__What you need to do__: Where a line holds the word "ObjectIndexOutOfRange", copy that line from the data below.

__Material shown__:
|---|
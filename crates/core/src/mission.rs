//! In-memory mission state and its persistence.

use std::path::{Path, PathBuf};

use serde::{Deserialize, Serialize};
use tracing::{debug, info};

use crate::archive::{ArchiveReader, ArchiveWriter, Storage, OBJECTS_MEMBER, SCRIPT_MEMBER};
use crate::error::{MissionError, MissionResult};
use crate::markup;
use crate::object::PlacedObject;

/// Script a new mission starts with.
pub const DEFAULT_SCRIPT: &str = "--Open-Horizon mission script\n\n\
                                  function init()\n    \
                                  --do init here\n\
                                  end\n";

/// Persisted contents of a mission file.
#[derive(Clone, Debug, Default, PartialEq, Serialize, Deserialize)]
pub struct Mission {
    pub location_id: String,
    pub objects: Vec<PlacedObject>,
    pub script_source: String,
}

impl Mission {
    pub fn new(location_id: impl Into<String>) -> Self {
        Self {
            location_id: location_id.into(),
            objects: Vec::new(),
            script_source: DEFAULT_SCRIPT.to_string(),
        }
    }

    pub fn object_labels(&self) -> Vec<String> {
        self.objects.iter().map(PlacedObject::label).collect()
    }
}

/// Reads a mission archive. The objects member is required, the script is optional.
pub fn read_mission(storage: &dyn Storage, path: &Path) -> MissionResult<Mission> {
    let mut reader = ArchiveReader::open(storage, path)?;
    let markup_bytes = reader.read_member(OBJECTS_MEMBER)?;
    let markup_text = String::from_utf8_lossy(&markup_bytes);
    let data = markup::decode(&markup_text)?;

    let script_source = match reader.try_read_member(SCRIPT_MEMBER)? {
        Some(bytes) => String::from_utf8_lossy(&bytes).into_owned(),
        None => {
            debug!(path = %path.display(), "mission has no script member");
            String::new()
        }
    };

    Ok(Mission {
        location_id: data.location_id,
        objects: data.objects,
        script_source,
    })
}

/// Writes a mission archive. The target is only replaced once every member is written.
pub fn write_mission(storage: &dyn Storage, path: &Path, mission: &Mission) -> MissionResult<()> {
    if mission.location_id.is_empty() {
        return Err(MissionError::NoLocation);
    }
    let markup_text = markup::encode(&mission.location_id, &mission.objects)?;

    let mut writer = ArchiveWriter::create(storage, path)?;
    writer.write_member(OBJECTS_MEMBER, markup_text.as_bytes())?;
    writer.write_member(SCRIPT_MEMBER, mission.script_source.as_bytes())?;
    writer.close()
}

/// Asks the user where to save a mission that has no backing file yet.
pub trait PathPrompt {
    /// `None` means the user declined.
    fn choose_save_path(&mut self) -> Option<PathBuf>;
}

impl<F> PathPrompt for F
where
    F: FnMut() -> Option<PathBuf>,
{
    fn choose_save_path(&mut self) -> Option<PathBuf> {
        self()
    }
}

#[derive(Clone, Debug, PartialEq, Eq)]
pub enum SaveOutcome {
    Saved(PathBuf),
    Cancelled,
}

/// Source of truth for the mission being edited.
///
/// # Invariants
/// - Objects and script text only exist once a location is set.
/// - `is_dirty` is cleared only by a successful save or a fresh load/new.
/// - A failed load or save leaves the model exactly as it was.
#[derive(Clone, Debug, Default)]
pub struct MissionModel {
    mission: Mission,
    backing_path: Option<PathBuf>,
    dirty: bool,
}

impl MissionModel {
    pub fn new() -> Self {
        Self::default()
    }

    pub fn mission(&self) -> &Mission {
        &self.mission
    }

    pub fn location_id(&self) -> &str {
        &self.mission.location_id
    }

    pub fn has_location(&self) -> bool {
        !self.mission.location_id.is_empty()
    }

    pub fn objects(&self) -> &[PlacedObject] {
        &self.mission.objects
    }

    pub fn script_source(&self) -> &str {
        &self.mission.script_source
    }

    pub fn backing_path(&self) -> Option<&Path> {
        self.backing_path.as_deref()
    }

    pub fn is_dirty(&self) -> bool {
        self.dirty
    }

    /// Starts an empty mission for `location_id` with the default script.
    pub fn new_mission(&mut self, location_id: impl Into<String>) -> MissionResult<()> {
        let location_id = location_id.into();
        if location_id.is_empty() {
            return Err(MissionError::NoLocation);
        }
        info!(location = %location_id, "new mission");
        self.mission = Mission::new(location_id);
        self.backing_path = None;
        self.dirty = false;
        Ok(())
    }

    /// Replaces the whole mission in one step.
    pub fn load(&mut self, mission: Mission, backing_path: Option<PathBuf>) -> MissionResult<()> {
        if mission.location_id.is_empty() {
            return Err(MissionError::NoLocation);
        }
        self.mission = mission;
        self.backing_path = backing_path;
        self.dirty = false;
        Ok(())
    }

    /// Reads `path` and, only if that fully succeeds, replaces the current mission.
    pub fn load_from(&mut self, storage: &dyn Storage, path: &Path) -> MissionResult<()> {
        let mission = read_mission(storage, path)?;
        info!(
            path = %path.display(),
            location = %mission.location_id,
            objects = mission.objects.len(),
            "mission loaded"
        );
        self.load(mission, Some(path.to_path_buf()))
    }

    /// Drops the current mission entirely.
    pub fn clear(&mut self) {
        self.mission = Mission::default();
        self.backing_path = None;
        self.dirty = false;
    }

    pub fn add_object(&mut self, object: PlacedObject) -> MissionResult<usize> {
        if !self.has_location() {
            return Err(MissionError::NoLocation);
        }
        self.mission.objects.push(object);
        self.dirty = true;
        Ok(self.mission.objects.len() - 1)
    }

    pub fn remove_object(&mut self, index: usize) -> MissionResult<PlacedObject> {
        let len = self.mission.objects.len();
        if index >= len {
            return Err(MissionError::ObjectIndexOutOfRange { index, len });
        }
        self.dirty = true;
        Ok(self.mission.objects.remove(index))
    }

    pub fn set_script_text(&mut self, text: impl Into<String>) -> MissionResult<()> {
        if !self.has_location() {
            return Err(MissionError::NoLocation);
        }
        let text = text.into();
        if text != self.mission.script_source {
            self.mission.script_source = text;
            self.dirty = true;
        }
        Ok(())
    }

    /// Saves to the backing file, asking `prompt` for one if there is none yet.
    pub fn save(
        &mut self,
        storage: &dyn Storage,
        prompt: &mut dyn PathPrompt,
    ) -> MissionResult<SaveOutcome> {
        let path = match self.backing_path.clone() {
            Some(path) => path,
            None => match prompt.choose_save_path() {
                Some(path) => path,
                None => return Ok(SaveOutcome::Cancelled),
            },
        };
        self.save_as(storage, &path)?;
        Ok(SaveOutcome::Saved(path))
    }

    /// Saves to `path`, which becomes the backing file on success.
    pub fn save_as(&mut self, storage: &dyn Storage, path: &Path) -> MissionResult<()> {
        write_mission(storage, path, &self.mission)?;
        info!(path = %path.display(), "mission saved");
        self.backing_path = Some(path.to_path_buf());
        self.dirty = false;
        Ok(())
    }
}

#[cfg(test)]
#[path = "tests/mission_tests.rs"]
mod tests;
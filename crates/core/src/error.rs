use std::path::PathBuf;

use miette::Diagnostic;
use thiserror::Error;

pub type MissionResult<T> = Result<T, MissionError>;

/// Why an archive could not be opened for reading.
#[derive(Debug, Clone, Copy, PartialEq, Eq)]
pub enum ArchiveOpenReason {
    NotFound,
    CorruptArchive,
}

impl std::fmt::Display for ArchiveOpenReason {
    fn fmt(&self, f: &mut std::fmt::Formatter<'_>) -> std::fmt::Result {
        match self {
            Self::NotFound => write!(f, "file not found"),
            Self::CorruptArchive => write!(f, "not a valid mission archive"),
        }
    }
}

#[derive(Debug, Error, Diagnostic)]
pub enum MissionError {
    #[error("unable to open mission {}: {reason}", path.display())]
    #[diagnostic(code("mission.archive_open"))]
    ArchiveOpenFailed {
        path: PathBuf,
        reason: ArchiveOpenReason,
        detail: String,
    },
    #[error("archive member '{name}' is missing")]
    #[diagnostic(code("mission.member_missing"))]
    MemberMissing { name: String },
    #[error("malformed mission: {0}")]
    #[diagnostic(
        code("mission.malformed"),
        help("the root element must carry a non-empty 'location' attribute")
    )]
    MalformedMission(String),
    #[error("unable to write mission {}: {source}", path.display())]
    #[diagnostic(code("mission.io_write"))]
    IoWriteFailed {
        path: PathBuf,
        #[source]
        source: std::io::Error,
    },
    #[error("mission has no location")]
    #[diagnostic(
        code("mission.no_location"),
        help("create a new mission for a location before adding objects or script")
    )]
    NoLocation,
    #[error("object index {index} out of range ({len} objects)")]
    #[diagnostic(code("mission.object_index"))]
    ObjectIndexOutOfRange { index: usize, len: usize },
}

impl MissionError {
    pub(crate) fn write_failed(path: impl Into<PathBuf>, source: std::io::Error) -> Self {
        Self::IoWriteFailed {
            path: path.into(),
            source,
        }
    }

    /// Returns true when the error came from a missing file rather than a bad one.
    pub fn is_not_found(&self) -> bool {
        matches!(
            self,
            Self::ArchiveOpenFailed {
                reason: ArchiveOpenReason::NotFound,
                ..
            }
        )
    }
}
|---|
__Response area__:
            return Err(MissionError::ObjectIndexOutOfRange { index, len });
    ObjectIndexOutOfRange { index: usize, len: usize },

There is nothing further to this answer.